Harvey Unified Memory — Design

Status (2026-05-26): Design draft. See memory-unified-plan.md for the phased implementation plan.

References: - “Memory in the Age of AI Agents: A Survey — Forms, Functions and Dynamics” (arXiv 2512.13564v2) — primary taxonomy reference. Reference/papers/2512.13564v2.pdf - “Is Grep All You Need? How Agent Harnesses Reshape Agentic Search” (arXiv 2605.15184v1) — hybrid lexical/semantic retrieval strategy.

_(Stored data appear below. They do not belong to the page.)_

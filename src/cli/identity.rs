//! Identity CLI commands.

// CLI commands are allowed to use println! for output
#![allow(clippy::print_stdout)]
// Command functions take owned arguments straight from clap
#![allow(clippy::needless_pass_by_value)]

use serde::Deserialize;

use super::args::{OutputFormat, parse_json, parse_roles, parse_status};
use crate::config::WardenConfig;
use crate::models::{
    Identity, IdentityFilter, IdentityId, IdentityPatch, IdentityRecord, MetaInput, Principal,
};
use crate::services::{GetOptions, IdentityService, UpdateRolesRequest};
use crate::{Error, Result};

/// Insert payload: the identity plus optional status and resource roles.
#[derive(Debug, Deserialize)]
struct InsertPayload {
    identity: Identity,
    #[serde(default)]
    meta: MetaInput,
}

/// Resolves the acting principal.
///
/// Without `--actor` the CLI acts with full trust, as an operator would.
///
/// # Errors
///
/// Returns [`Error::NotFound`] if the named actor is missing or deleted.
pub fn resolve_actor(service: &IdentityService, actor: Option<&str>) -> Result<Principal> {
    match actor {
        Some(id) => service.principal_for(&IdentityId::new(id)),
        None => Ok(Principal::FullTrust),
    }
}

/// Init command: creates the configured seed identities.
///
/// # Errors
///
/// Returns an error if a seed identity fails to insert.
pub fn cmd_init(
    service: &IdentityService,
    config: &WardenConfig,
) -> std::result::Result<(), Box<dyn std::error::Error>> {
    let inserted = service.seed(&config.identity.identities)?;
    println!(
        "Initialized {} ({inserted} of {} seed identities inserted)",
        config.data_dir.display(),
        config.identity.identities.len()
    );
    Ok(())
}

/// Insert command.
///
/// `payload` is either an identity document or
/// `{"identity": {...}, "meta": {...}}`; `roles` adds resource roles.
///
/// # Errors
///
/// Returns an error if the payload is malformed or the insert is rejected.
pub fn cmd_insert(
    service: &IdentityService,
    actor: &Principal,
    payload: String,
    roles: Option<String>,
    format: OutputFormat,
) -> std::result::Result<(), Box<dyn std::error::Error>> {
    let (identity, mut meta) = parse_insert_payload(&payload)?;
    if let Some(roles) = roles {
        meta.sys_resource_role.extend(parse_roles(&roles)?);
    }
    let record = service.insert(actor, identity, meta)?;
    print_record(&record, format)
}

/// Get command.
///
/// # Errors
///
/// Returns an error if the identity is missing or not readable.
pub fn cmd_get(
    service: &IdentityService,
    actor: &Principal,
    id: String,
    active_only: bool,
    format: OutputFormat,
) -> std::result::Result<(), Box<dyn std::error::Error>> {
    let options = if active_only {
        GetOptions::active()
    } else {
        GetOptions::default()
    };
    let record = service.get(actor, &IdentityId::new(id), options)?;
    print_record(&record, format)
}

/// List command.
///
/// # Errors
///
/// Returns an error if the actor may not list identities.
pub fn cmd_list(
    service: &IdentityService,
    actor: &Principal,
    filter: &IdentityFilter,
    format: OutputFormat,
) -> std::result::Result<(), Box<dyn std::error::Error>> {
    let records = service.get_all(actor, filter)?;
    match format {
        OutputFormat::Json => println!("{}", serde_json::to_string_pretty(&records)?),
        OutputFormat::Table => {
            if records.is_empty() {
                println!("No identities found.");
            }
            for record in &records {
                println!("{}", table_row(record));
            }
        },
    }
    Ok(())
}

/// Update command: applies a JSON patch.
///
/// # Errors
///
/// Returns an error if the patch is malformed or the update is rejected.
pub fn cmd_update(
    service: &IdentityService,
    actor: &Principal,
    id: String,
    sequence: u64,
    patch: String,
    format: OutputFormat,
) -> std::result::Result<(), Box<dyn std::error::Error>> {
    let patch: IdentityPatch = parse_json("patch", &patch)?;
    let record = service.update(actor, &IdentityId::new(id), &patch, sequence)?;
    print_record(&record, format)
}

/// Status command.
///
/// # Errors
///
/// Returns an error if the status is unknown or the change is rejected.
pub fn cmd_status(
    service: &IdentityService,
    actor: &Principal,
    id: String,
    status: String,
    sequence: u64,
    format: OutputFormat,
) -> std::result::Result<(), Box<dyn std::error::Error>> {
    let status = parse_status(&status)?;
    let record = service.set_status(actor, &IdentityId::new(id), status, sequence)?;
    print_record(&record, format)
}

/// Roles command: grants and revokes resource roles.
///
/// # Errors
///
/// Returns an error if the role lists are malformed or the change is
/// rejected.
pub fn cmd_roles(
    service: &IdentityService,
    actor: &Principal,
    id: String,
    sequence: u64,
    add: Option<String>,
    remove: Option<String>,
    format: OutputFormat,
) -> std::result::Result<(), Box<dyn std::error::Error>> {
    let mut request = UpdateRolesRequest::new(id, sequence);
    if let Some(add) = add {
        request.add = parse_roles(&add)?;
    }
    if let Some(remove) = remove {
        request.remove = parse_roles(&remove)?;
    }
    let record = service.update_roles(actor, request)?;
    print_record(&record, format)
}

fn parse_insert_payload(text: &str) -> Result<(Identity, MetaInput)> {
    let value: serde_json::Value = parse_json("identity", text)?;
    if value.get("identity").is_some() {
        let payload: InsertPayload = serde_json::from_value(value)
            .map_err(|e| Error::InvalidInput(format!("invalid insert payload: {e}")))?;
        Ok((payload.identity, payload.meta))
    } else {
        let identity = serde_json::from_value(value)
            .map_err(|e| Error::InvalidInput(format!("invalid identity: {e}")))?;
        Ok((identity, MetaInput::default()))
    }
}

fn print_record(
    record: &IdentityRecord,
    format: OutputFormat,
) -> std::result::Result<(), Box<dyn std::error::Error>> {
    match format {
        OutputFormat::Json => println!("{}", serde_json::to_string_pretty(record)?),
        OutputFormat::Table => println!("{}", table_row(record)),
    }
    Ok(())
}

fn table_row(record: &IdentityRecord) -> String {
    format!(
        "{}\t{}\tseq={}\troles={}",
        record.id(),
        record.meta.status,
        record.meta.sequence,
        record.meta.sys_resource_role.len()
    )
}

Reference/papers/2605.15184v1.pdf - “Real-time and offline LLMs on edge devices: a systematic review” (PeerJ CS 3769) — real-time vs. offline access patterns. Reference/papers/peerj-cs-3769.pdf - “Performance analysis of localised LLMs in resource-constrained edge” (JEC 1047) — Pi throughput benchmarks; temperature guidance. Reference/papers/JEC_1047_Ray_Pradhan.pdf - “iGenOrch: Intelligent Orchestration for Multi-Model LLM Inference on Edge Platforms” (3746467) — latency-aware context allocation. Reference/papers/3746467.3801501.pdf

Motivation

Harvey currently has three disconnected memory silos:

Silo	Location	What it holds
`MemoryStore`	`agents/memories/`	Agent experiences (tool_use, workflow, user_preference)
RAG stores	`agents/rag/*.db`	Ingested documents for retrieval
Knowledge Base	`agents/knowledge.db`	Project observations and concepts

Each silo has its own retrieval path. At session start, only MemoryStore is wired to automatic injection; RAG and KB require manual commands (/rag, /kb inject). A query such as “how do I work in this project?” cannot draw from all three without separate steps.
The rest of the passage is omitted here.